TASK ITEM » Records follow. Pull out every line that contains "against".

RECORDS FOR THIS TASK »
*-*-*

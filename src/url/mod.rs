//! URL handling module
//!
//! This module provides URL canonicalization, link resolution and the
//! classification of links against the site's index/state/city structure.

mod layout;
mod normalize;

pub use layout::{slug_to_name, LinkKind, SiteLayout};
pub use normalize::{canonical_key, canonical_url, canonicalize, resolve_link};
//! Record extraction from fetched pages
//!
//! This module contains:
//! - [`StructuredDataExtractor`]: JSON-LD listings (authoritative when present)
//! - [`HeuristicLinkExtractor`]: anchor scraping against the site's link patterns
//! - [`FallbackExtractor`]: runs the first and only falls back to the second
//!   when the first finds nothing
//! - [`discover_child_links`]: navigation links to the next tier, independent of
//!   whether any records were found
//!
//! Extraction never fails: a page without listings yields an empty vector.

mod discover;
mod fallback;
mod links;
mod structured;

pub use discover::discover_child_links;
pub use fallback::{default_extractor, DefaultExtractor, Extraction, FallbackExtractor, Strategy};
pub use links::HeuristicLinkExtractor;
pub use structured::{json_ld_blocks, StructuredDataExtractor};

use crate::record::{Level, Record};
use crate::ExtractionError;
use scraper::Html;
use url::Url;

/// A fetched page, parsed once and shared by all extractors
pub struct Page {
    url: Url,
    document: Html,
}

impl Page {
    /// Parses page markup
    ///
    /// # Returns
    ///
    /// * `Ok(Page)` - The parsed document
    /// * `Err(ExtractionError::EmptyDocument)` - The markup is empty or whitespace
    pub fn parse(url: Url, markup: &str) -> Result<Self, ExtractionError> {
        if markup.trim().is_empty() {
            return Err(ExtractionError::EmptyDocument {
                url: url.to_string(),
            });
        }

        Ok(Self {
            document: Html::parse_document(markup),
            url,
        })
    }

    /// URL the page was fetched from; relative links resolve against it
    pub fn url(&self) -> &Url {
        &self.url
    }

    pub fn document(&self) -> &Html {
        &self.document
    }
}

/// Capability shared by every record extraction strategy
pub trait PageExtractor {
    /// Extracts records from a page of the given tier
    fn extract(&self, page: &Page, level: Level) -> Vec<Record>;
}

impl<T: PageExtractor + ?Sized> PageExtractor for &T {
    fn extract(&self, page: &Page, level: Level) -> Vec<Record> {
        (**self).extract(page, level)
    }
}

#[cfg(test)]
mod tests {
    use super::*;

    #[test]
    fn test_parse_rejects_empty_markup() {
        let url = Url::parse("https://example.com/usa/").unwrap();
        let result = Page::parse(url, "  \n ");
        assert!(matches!(
            result,
            Err(ExtractionError::EmptyDocument { .. })
        ));
    }

    #[test]
    fn test_parse_keeps_url() {
        let url = Url::parse("https://example.com/usa/").unwrap();
        let page = Page::parse(url.clone(), "<html></html>").unwrap();
        assert_eq!(page.url(), &url);
    }
}
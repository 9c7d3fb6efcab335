use serde::Deserialize;
use std::time::Duration;

/// Default crawl entry point: the USA index of the directory site
pub const DEFAULT_ROOT_URL: &str = "https://www.datacentermap.com/usa/";

/// Browser-like user agent; the directory site denies obvious bots
pub const DEFAULT_USER_AGENT: &str = "Mozilla/5.0 (Macintosh; Intel Mac OS X 10_15_7) \
AppleWebKit/537.36 (KHTML, like Gecko) Chrome/120.0.0.0 Safari/537.36";

/// Main configuration structure
///
/// Every field has a default, so an empty TOML document (or no file at all)
/// yields a usable configuration.
#[derive(Debug, Clone, Default, Deserialize)]
pub struct Config {
    #[serde(default)]
    pub crawler: CrawlerConfig,
    #[serde(rename = "user-agent", default)]
    pub user_agent: UserAgentConfig,
    #[serde(default)]
    pub output: OutputConfig,
}

/// Crawler behavior configuration
#[derive(Debug, Clone, Deserialize)]
pub struct CrawlerConfig {
    /// Index page the crawl starts from
    #[serde(rename = "root-url", default = "default_root_url")]
    pub root_url: String,

    /// Maximum number of simultaneous fetches within one tier
    #[serde(rename = "concurrency-limit", default = "default_concurrency_limit")]
    pub concurrency_limit: u32,

    /// Per-request deadline in seconds
    #[serde(rename = "request-timeout-secs", default = "default_request_timeout_secs")]
    pub request_timeout_secs: u64,

    /// Extra attempts for retryable fetch failures
    #[serde(rename = "max-retries", default = "default_max_retries")]
    pub max_retries: u32,

    /// Initial retry backoff in milliseconds, doubled per attempt
    #[serde(rename = "retry-delay-ms", default = "default_retry_delay_ms")]
    pub retry_delay_ms: u64,

    /// Optional deadline for the whole crawl; hitting it cancels the crawl
    #[serde(rename = "crawl-timeout-secs", default)]
    pub crawl_timeout_secs: Option<u64>,
}

impl CrawlerConfig {
    pub fn request_timeout(&self) -> Duration {
        Duration::from_secs(self.request_timeout_secs)
    }

    pub fn retry_delay(&self) -> Duration {
        Duration::from_millis(self.retry_delay_ms)
    }

    pub fn crawl_timeout(&self) -> Option<Duration> {
        self.crawl_timeout_secs.map(Duration::from_secs)
    }
}

impl Default for CrawlerConfig {
    fn default() -> Self {
        Self {
            root_url: default_root_url(),
            concurrency_limit: default_concurrency_limit(),
            request_timeout_secs: default_request_timeout_secs(),
            max_retries: default_max_retries(),
            retry_delay_ms: default_retry_delay_ms(),
            crawl_timeout_secs: None,
        }
    }
}

/// Request header configuration
#[derive(Debug, Clone, Deserialize)]
pub struct UserAgentConfig {
    /// Value of the User-Agent header
    #[serde(default = "default_user_agent")]
    pub header: String,

    /// Value of the Accept-Language header
    #[serde(rename = "accept-language", default = "default_accept_language")]
    pub accept_language: String,
}

impl Default for UserAgentConfig {
    fn default() -> Self {
        Self {
            header: default_user_agent(),
            accept_language: default_accept_language(),
        }
    }
}

/// Output configuration
#[derive(Debug, Clone, Deserialize)]
pub struct OutputConfig {
    /// Path of the CSV file receiving the deduplicated records
    #[serde(rename = "csv-path", default = "default_csv_path")]
    pub csv_path: String,

    /// Optional path receiving the raw markup of every fetched page
    #[serde(rename = "dump-html-path", default)]
    pub dump_html_path: Option<String>,
}

impl Default for OutputConfig {
    fn default() -> Self {
        Self {
            csv_path: default_csv_path(),
            dump_html_path: None,
        }
    }
}

fn default_root_url() -> String {
    DEFAULT_ROOT_URL.to_string()
}

fn default_concurrency_limit() -> u32 {
    4
}

fn default_request_timeout_secs() -> u64 {
    30
}

fn default_max_retries() -> u32 {
    2
}

fn default_retry_delay_ms() -> u64 {
    500
}

fn default_user_agent() -> String {
    DEFAULT_USER_AGENT.to_string()
}

fn default_accept_language() -> String {
    "en-US,en;q=0.9".to_string()
}

fn default_csv_path() -> String {
    "output/datacenters_usa.csv".to_string()
}
use crate::url::normalize::canonicalize;
use crate::UrlError;
use once_cell::sync::Lazy;
use regex::Regex;
use url::Url;

/// Path fragment used by the site for individual data center pages
static DATA_CENTER_PATH: Lazy<Regex> =
    Lazy::new(|| Regex::new(r"(?i)/data-?cent(er|re)s?/").expect("valid regex"));

/// Kind of page a link points to, relative to the site's tier structure
#[derive(Debug, Clone, Copy, PartialEq, Eq, Hash)]
pub enum LinkKind {
    /// `<prefix>/<state>`
    State,
    /// `<prefix>/<state>/<city>`
    City,
    /// Anything deeper than a city page, or a data-center path anywhere
    Detail,
}

/// The three-level URL structure of the target site, derived from the root URL
///
/// The root URL's path segments form the country prefix; state and city pages
/// sit one and two segments below it on the same host.
#[derive(Debug, Clone, PartialEq, Eq)]
pub struct SiteLayout {
    root: Url,
    host: String,
    port: Option<u16>,
    prefix: Vec<String>,
}

impl SiteLayout {
    /// Derives the layout from the crawl's root URL
    ///
    /// # Example
    ///
    /// ```
    /// use dcmap_crawler::url::{LinkKind, SiteLayout};
    /// use url::Url;
    ///
    /// let layout = SiteLayout::from_root(&Url::parse("https://example.com/usa/").unwrap()).unwrap();
    /// let city = Url::parse("https://example.com/usa/texas/dallas/").unwrap();
    /// assert_eq!(layout.classify(&city), Some(LinkKind::City));
    /// ```
    pub fn from_root(root: &Url) -> Result<Self, UrlError> {
        let root = canonicalize(root)?;
        let host = root
            .host_str()
            .ok_or(UrlError::MissingHost)?
            .to_ascii_lowercase();
        let prefix = path_segments(&root)
            .into_iter()
            .map(|s| s.to_ascii_lowercase())
            .collect();

        Ok(Self {
            port: root.port_or_known_default(),
            root,
            host,
            prefix,
        })
    }

    /// Canonical root URL
    pub fn root(&self) -> &Url {
        &self.root
    }

    /// Lowercased path segments of the root URL
    pub fn prefix(&self) -> &[String] {
        &self.prefix
    }

    /// Classifies a URL against the tier structure
    ///
    /// Returns None for off-site URLs, the root itself, and anything outside the
    /// country prefix that is not a data center path.
    pub fn classify(&self, url: &Url) -> Option<LinkKind> {
        if DATA_CENTER_PATH.is_match(url.path()) {
            return Some(LinkKind::Detail);
        }

        let rest = self.relative_segments(url)?;
        match rest.len() {
            0 => None,
            1 => Some(LinkKind::State),
            2 => Some(LinkKind::City),
            _ => Some(LinkKind::Detail),
        }
    }

    /// State and city display names derived from a page URL's slugs
    ///
    /// `https://example.com/usa/new-york/albany/` yields
    /// `(Some("New York"), Some("Albany"))`.
    pub fn location_of(&self, url: &Url) -> (Option<String>, Option<String>) {
        match self.relative_segments(url) {
            Some(rest) => (
                rest.first().map(|s| slug_to_name(s)),
                rest.get(1).map(|s| slug_to_name(s)),
            ),
            None => (None, None),
        }
    }

    /// Path segments below the country prefix, if the URL is on-site and under it
    fn relative_segments(&self, url: &Url) -> Option<Vec<String>> {
        if !self.is_same_site(url) {
            return None;
        }

        let segments = path_segments(url);
        if segments.len() < self.prefix.len() {
            return None;
        }

        let (head, rest) = segments.split_at(self.prefix.len());
        let under_prefix = head
            .iter()
            .zip(&self.prefix)
            .all(|(segment, expected)| segment.eq_ignore_ascii_case(expected));

        under_prefix.then(|| rest.to_vec())
    }

    fn is_same_site(&self, url: &Url) -> bool {
        let same_host = url
            .host_str()
            .map(|h| h.eq_ignore_ascii_case(&self.host))
            .unwrap_or(false);
        same_host && url.port_or_known_default() == self.port
    }
}

fn path_segments(url: &Url) -> Vec<String> {
    url.path_segments()
        .map(|segments| {
            segments
                .filter(|s| !s.is_empty())
                .map(str::to_string)
                .collect()
        })
        .unwrap_or_default()
}

/// Turns a URL slug into a display name: `new-york` becomes `New York`
pub fn slug_to_name(slug: &str) -> String {
    slug.replace(['-', '_'], " ")
        .split_whitespace()
        .map(|word| {
            let mut chars = word.chars();
            match chars.next() {
                Some(first) => first
                    .to_uppercase()
                    .chain(chars.flat_map(char::to_lowercase))
                    .collect(),
                None => String::new(),
            }
        })
        .collect::<Vec<_>>()
        .join(" ")
}

#[cfg(test)]
mod tests {
    use super::*;

    fn layout() -> SiteLayout {
        SiteLayout::from_root(&Url::parse("https://example.com/usa/").unwrap()).unwrap()
    }

    fn url(s: &str) -> Url {
        Url::parse(s).unwrap()
    }

    #[test]
    fn test_prefix_from_root() {
        assert_eq!(layout().prefix(), ["usa".to_string()]);
        assert_eq!(layout().root().as_str(), "https://example.com/usa");
    }

    #[test]
    fn test_classify_tiers() {
        let layout = layout();
        assert_eq!(
            layout.classify(&url("https://example.com/usa/texas/")),
            Some(LinkKind::State)
        );
        assert_eq!(
            layout.classify(&url("https://example.com/usa/texas/dallas")),
            Some(LinkKind::City)
        );
        assert_eq!(
            layout.classify(&url("https://example.com/usa/texas/dallas/infomart/")),
            Some(LinkKind::Detail)
        );
    }

    #[test]
    fn test_classify_rejects_root_and_other_sections() {
        let layout = layout();
        assert_eq!(layout.classify(&url("https://example.com/usa/")), None);
        assert_eq!(layout.classify(&url("https://example.com/canada/ontario/")), None);
        assert_eq!(layout.classify(&url("https://example.com/")), None);
    }

    #[test]
    fn test_classify_rejects_other_hosts() {
        let layout = layout();
        assert_eq!(layout.classify(&url("https://other.com/usa/texas/")), None);
        assert_eq!(
            layout.classify(&url("https://example.com:8443/usa/texas/")),
            None
        );
    }

    #[test]
    fn test_prefix_comparison_ignores_case() {
        assert_eq!(
            layout().classify(&url("https://EXAMPLE.com/USA/texas/")),
            Some(LinkKind::State)
        );
    }

    #[test]
    fn test_data_center_path_is_detail() {
        let layout = layout();
        assert_eq!(
            layout.classify(&url("https://example.com/data-centers/equinix-da1/")),
            Some(LinkKind::Detail)
        );
        assert_eq!(
            layout.classify(&url("https://other.com/datacentre/abc")),
            Some(LinkKind::Detail)
        );
    }

    #[test]
    fn test_root_without_prefix() {
        let layout = SiteLayout::from_root(&url("http://127.0.0.1:8080/")).unwrap();
        assert!(layout.prefix().is_empty());
        assert_eq!(
            layout.classify(&url("http://127.0.0.1:8080/ohio")),
            Some(LinkKind::State)
        );
    }

    #[test]
    fn test_location_of() {
        let layout = layout();
        assert_eq!(
            layout.location_of(&url("https://example.com/usa/new-york/albany/")),
            (Some("New York".to_string()), Some("Albany".to_string()))
        );
        assert_eq!(
            layout.location_of(&url("https://example.com/usa/")),
            (None, None)
        );
        assert_eq!(
            layout.location_of(&url("https://other.com/usa/ohio/")),
            (None, None)
        );
    }

    #[test]
    fn test_slug_to_name() {
        assert_eq!(slug_to_name("new-york"), "New York");
        assert_eq!(slug_to_name("SALT-LAKE-city"), "Salt Lake City");
        assert_eq!(slug_to_name("-"), "");
    }
}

*-*-*

RESPONSE FOR THIS EXERCISE »
//! classification of links against the site's index/state/city structure.
//! - [`HeuristicLinkExtractor`]: anchor scraping against the site's link patterns
    /// URL the page was fetched from; relative links resolve against it
    /// Classifies a URL against the tier structure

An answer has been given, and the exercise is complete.